Even if it were accepted that consciousness is not one thing, we don't know what things it is composed of, how it is so composed, what elements are essential and which are optional, and so on.
 
Even an atom is just something that it's subatomic components do, and they their components -- and so on -- down the reductive chain. In this sense, matter is a verb -- its all flux, its all energy. Our constituent atoms are oscillating patterns of field activity, our cells flowing patterns of molecular activity, and our bodies the swarming activity of massive cell colonies. Our memories and habits are themselves liable to change over time.

But even if one were to strip away all of a subject's memories and revert them back to the state they were are as newborns, there is still a subject that experiences. They still exist as distinct objects with subjective states that only they have individual access to, as such. For as long as they're alive they are still an "I"; they still have being.

I guess I'm stuck in thread now.:)

As to all of it being flux, verb, relation -- yep, welcome to the wonderful world of Heraclitus.

As to the experiencer being the "I", sure you can define it as such; it's a fairly deflationary definition of "I", but that's fine. I think it still leaves us with a set of processes and not something fundamental, though.
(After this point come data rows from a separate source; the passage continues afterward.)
//! Content hashing for fingerprints
//!
//! Digests are SHA-256 over file content only, encoded as lowercase hex.
//! Files are streamed in fixed-size chunks so memory use does not grow with
//! file size.

use sha2::{Digest, Sha256};
use std::fs::File;
use std::io::{self, Read};
use std::path::Path;

/// Read buffer size for streamed hashing (64KB)
const CHUNK_SIZE: usize = 64 * 1024;

/// Length of a hex-encoded SHA-256 digest
pub const DIGEST_HEX_LEN: usize = 64;

/// Hashes everything readable from `reader`.
pub fn hash_reader<R: Read>(mut reader: R) -> io::Result<String> {
    let mut hasher = Sha256::new();
    let mut buffer = vec![0u8; CHUNK_SIZE];

    loop {
        let n = match reader.read(&mut buffer) {
            Ok(0) => break,
            Ok(n) => n,
            Err(e) if e.kind() == io::ErrorKind::Interrupted => continue,
            Err(e) => return Err(e),
        };
        hasher.update(&buffer[..n]);
    }

    Ok(hex::encode(hasher.finalize()))
}

/// Hashes the content of the file at `path`.
pub fn hash_file(path: &Path) -> io::Result<String> {
    let file = File::open(path)?;
    hash_reader(file)
}

pub fn hash_bytes(data: &[u8]) -> String {
    hex::encode(Sha256::digest(data))
}

#[cfg(test)]
mod tests {
    use super::*;
    use std::fs;
    use tempfile::TempDir;

    #[test]
    fn test_hash_known_vector() {
        assert_eq!(
            hash_bytes(b"hello"),
            "2cf24dba5fb0a30e26e83b2ac5b9e29e1b161e5c1fa7425e73043362938b9824"
        );
    }

    #[test]
    fn test_hash_length() {
        assert_eq!(hash_bytes(b"").len(), DIGEST_HEX_LEN);
    }

    #[test]
    fn test_reader_matches_bytes() {
        let data = b"streamed content";
        assert_eq!(hash_reader(&data[..]).unwrap(), hash_bytes(data));
    }

    #[test]
    fn test_large_input_spans_chunks() {
        let data = vec![b'x'; CHUNK_SIZE * 3 + 17];
        assert_eq!(hash_reader(&data[..]).unwrap(), hash_bytes(&data));
    }

    #[test]
    fn test_hash_file_ignores_metadata() {
        let temp_dir = TempDir::new().unwrap();
        let a = temp_dir.path().join("a.txt");
        let b = temp_dir.path().join("nested-b.bin");
        fs::write(&a, "same").unwrap();
        fs::write(&b, "same").unwrap();

        assert_eq!(hash_file(&a).unwrap(), hash_file(&b).unwrap());
    }

    #[test]
    fn test_hash_missing_file() {
        let temp_dir = TempDir::new().unwrap();
        let err = hash_file(&temp_dir.path().join("missing")).unwrap_err();
        assert_eq!(err.kind(), io::ErrorKind::NotFound);
    }
}
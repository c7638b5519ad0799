// Ingest module - replay engine event logs through the matching adapter

pub mod behave_json;
pub mod reportlog;

pub use behave_json::BehaveJsonSource;
pub use reportlog::{ReplayStats, replay_reportlog};

use std::path::PathBuf;

/// Reading an event log failed outright
#[derive(Debug, thiserror::Error)]
pub enum CollectError {
    #[error("failed to read event log {}", .path.display())]
    Read {
        path: PathBuf,
        #[source]
        source: std::io::Error,
    },

    #[error("{engine} writes output.xml natively; there is nothing to collect")]
    NativeEngine { engine: &'static str },

    #[error("no event logs found under {}", .path.display())]
    NoInput { path: PathBuf },
}
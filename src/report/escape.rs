// XML escaping for report text and attribute values

/// Stand-in for characters XML 1.0 cannot carry
pub const REPLACEMENT: char = '\u{FFFD}';

/// XML 1.0 `Char` production
pub fn is_xml_char(c: char) -> bool {
    matches!(
        c,
        '\u{9}' | '\u{A}' | '\u{D}'
            | '\u{20}'..='\u{D7FF}'
            | '\u{E000}'..='\u{FFFD}'
            | '\u{10000}'..='\u{10FFFF}'
    )
}

/// Escape element text content
pub fn escape_text(s: &str) -> String {
    escape(s, false)
}

/// Escape an attribute value (double-quoted)
pub fn escape_attr(s: &str) -> String {
    escape(s, true)
}

fn escape(s: &str, attribute: bool) -> String {
    let mut out = String::with_capacity(s.len());
    for c in s.chars() {
        match c {
            '&' => out.push_str("&amp;"),
            '<' => out.push_str("&lt;"),
            '>' => out.push_str("&gt;"),
            // Parsers normalize raw CR away, and whitespace in attributes
            '\r' => out.push_str("&#13;"),
            '"' if attribute => out.push_str("&quot;"),
            '\'' if attribute => out.push_str("&apos;"),
            '\n' if attribute => out.push_str("&#10;"),
            '\t' if attribute => out.push_str("&#9;"),
            c if is_xml_char(c) => out.push(c),
            _ => out.push(REPLACEMENT),
        }
    }
    out
}
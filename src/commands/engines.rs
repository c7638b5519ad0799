// Engines command - list supported engines

use anyhow::Result;

use crate::cli::{EnginesArgs, OutputFormat};
use crate::engine::{Collection, EngineKind};

pub fn handle_engines(args: &EnginesArgs) -> Result<()> {
    match args.output_format() {
        OutputFormat::Json => {
            let engines: Vec<serde_json::Value> = EngineKind::ALL
                .iter()
                .map(|engine| {
                    serde_json::json!({
                        "name": engine,
                        "collection": engine.collection(),
                        "default_suite": engine.default_suite_name(),
                    })
                })
                .collect();
            println!(
                "{}",
                serde_json::to_string_pretty(&serde_json::json!({ "engines": engines }))?
            );
        }
        OutputFormat::Text => {
            println!("Available Test Engines:");
            for engine in EngineKind::ALL {
                let how = match engine.collection() {
                    Collection::Hooks => "per-test hooks (pytest-reportlog)",
                    Collection::Formatter => "formatter (behave --format json)",
                    Collection::Native => "native output.xml",
                };
                println!("  {:<8} {}", engine.name(), how);
            }
        }
    }

    Ok(())
}
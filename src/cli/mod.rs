// CLI module

pub mod args;

pub use args::{Cli, CollectArgs, Commands, EnginesArgs, OutputFormat};
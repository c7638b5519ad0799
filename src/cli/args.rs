// CLI argument definitions using Clap

use clap::{Args, Parser, Subcommand};
use clap_complete::Shell;
use std::path::PathBuf;

/// Output format for listing commands
#[derive(Debug, Clone, Copy, PartialEq, Eq)]
pub enum OutputFormat {
    Text,
    Json,
}

impl std::str::FromStr for OutputFormat {
    type Err = ();

    fn from_str(s: &str) -> Result<Self, Self::Err> {
        if s.eq_ignore_ascii_case("json") {
            Ok(Self::Json)
        } else {
            Ok(Self::Text)
        }
    }
}

/// Normalize test engine results into Robot Framework output.xml
#[derive(Parser, Debug)]
#[command(name = "hands")]
#[command(version = env!("CARGO_PKG_VERSION"))]
#[command(about = "Turn pytest and behave results into Robot-style output.xml", long_about = None)]
pub struct Cli {
    #[command(subcommand)]
    pub command: Option<Commands>,

    /// Enable verbose debug output
    #[arg(short = 'v', long, global = true, default_value_t = false)]
    pub verbose: bool,

    /// Show current configuration and exit
    #[arg(long, default_value_t = false)]
    pub config: bool,

    /// Create default configuration file
    #[arg(long, value_name = "CONFIG_FILE")]
    pub init_config: Option<PathBuf>,

    /// Print a shell completion script
    #[arg(long, value_name = "SHELL", value_enum)]
    pub completion: Option<Shell>,
}

#[derive(Subcommand, Debug)]
pub enum Commands {
    /// Replay an engine's event log and write output.xml
    Collect(CollectArgs),

    /// List supported test engines
    Engines(EnginesArgs),
}

#[derive(Args, Debug, Clone)]
pub struct CollectArgs {
    /// Engine that produced the events: pytest | behave | robot
    #[arg(short = 'e', long)]
    pub engine: Option<String>,

    /// Event log file, or a directory of them
    #[arg(short = 'i', long, value_name = "PATH")]
    pub input: PathBuf,

    /// Output XML file
    #[arg(short = 'o', long, value_name = "OUTPUT_FILE")]
    pub output: Option<PathBuf>,

    /// Suite name in the report
    #[arg(short = 'n', long)]
    pub suite_name: Option<String>,
}

#[derive(Args, Debug, Clone)]
pub struct EnginesArgs {
    /// Output format (text, json)
    #[arg(long, default_value = "text")]
    pub format: String,
}

impl EnginesArgs {
    pub fn output_format(&self) -> OutputFormat {
        self.format.parse().unwrap_or(OutputFormat::Text)
    }
}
I would still argue that this is not "the thing itself" because I do not think that experiencing is a "thing" (which is a minor, linguistic, point since it is all part of the relations that seem to constitute the world) or a single process. The experiencer, in my view, is a complex of different processes -- we are currently trying to piece out which processes are involved in neuroscience -- and qualia are also a complex of different processes. They are only "the thing itself" by means of the way someone defines them. Qualia, when examined at a neurobiological level, appear to depend on subconscious perceptual mechanisms that reconstruct certain aspects of the environment and the object perceived and incorporates higher order hypotheses about the object in conjunction with prior memories of the object that include its function and emotional inputs that provide the 'coloring' of the experience.



I've no idea whether or not it is a "fundamental" component of the cosmos. All I'm certain of is that it IS a component and we do not have a solid understanding of how it relates to the other components. Unlike Chalmers, I'm fairly confident that, atleast in principle, science can give us such an understanding.

OK, good. If science can give us an understanding, then it is most likely reducible since most of what science explains, it explains at more fundamental levels. Whatever the fundamental constituent of the universe *is* we can never know. We can decide that it is consciousness, but it is not our consciousness. Ours depends on interaction of stuff we call matter -- so all the evidence shows.



We're not even certain if 'elementary' particles are irreducible. Every time physics identifies some reductive component of matter, we end up coming upon even more fundamental elements that they're 'composed' of. All I wanna know is how consciousness fits into what we do know of physics. If it turns out to be the irreducible fundament of everything, fine; if not, also just as fine. For me, its not a matter of belief or disbelief. I'm not invested either way -- I just wanna know.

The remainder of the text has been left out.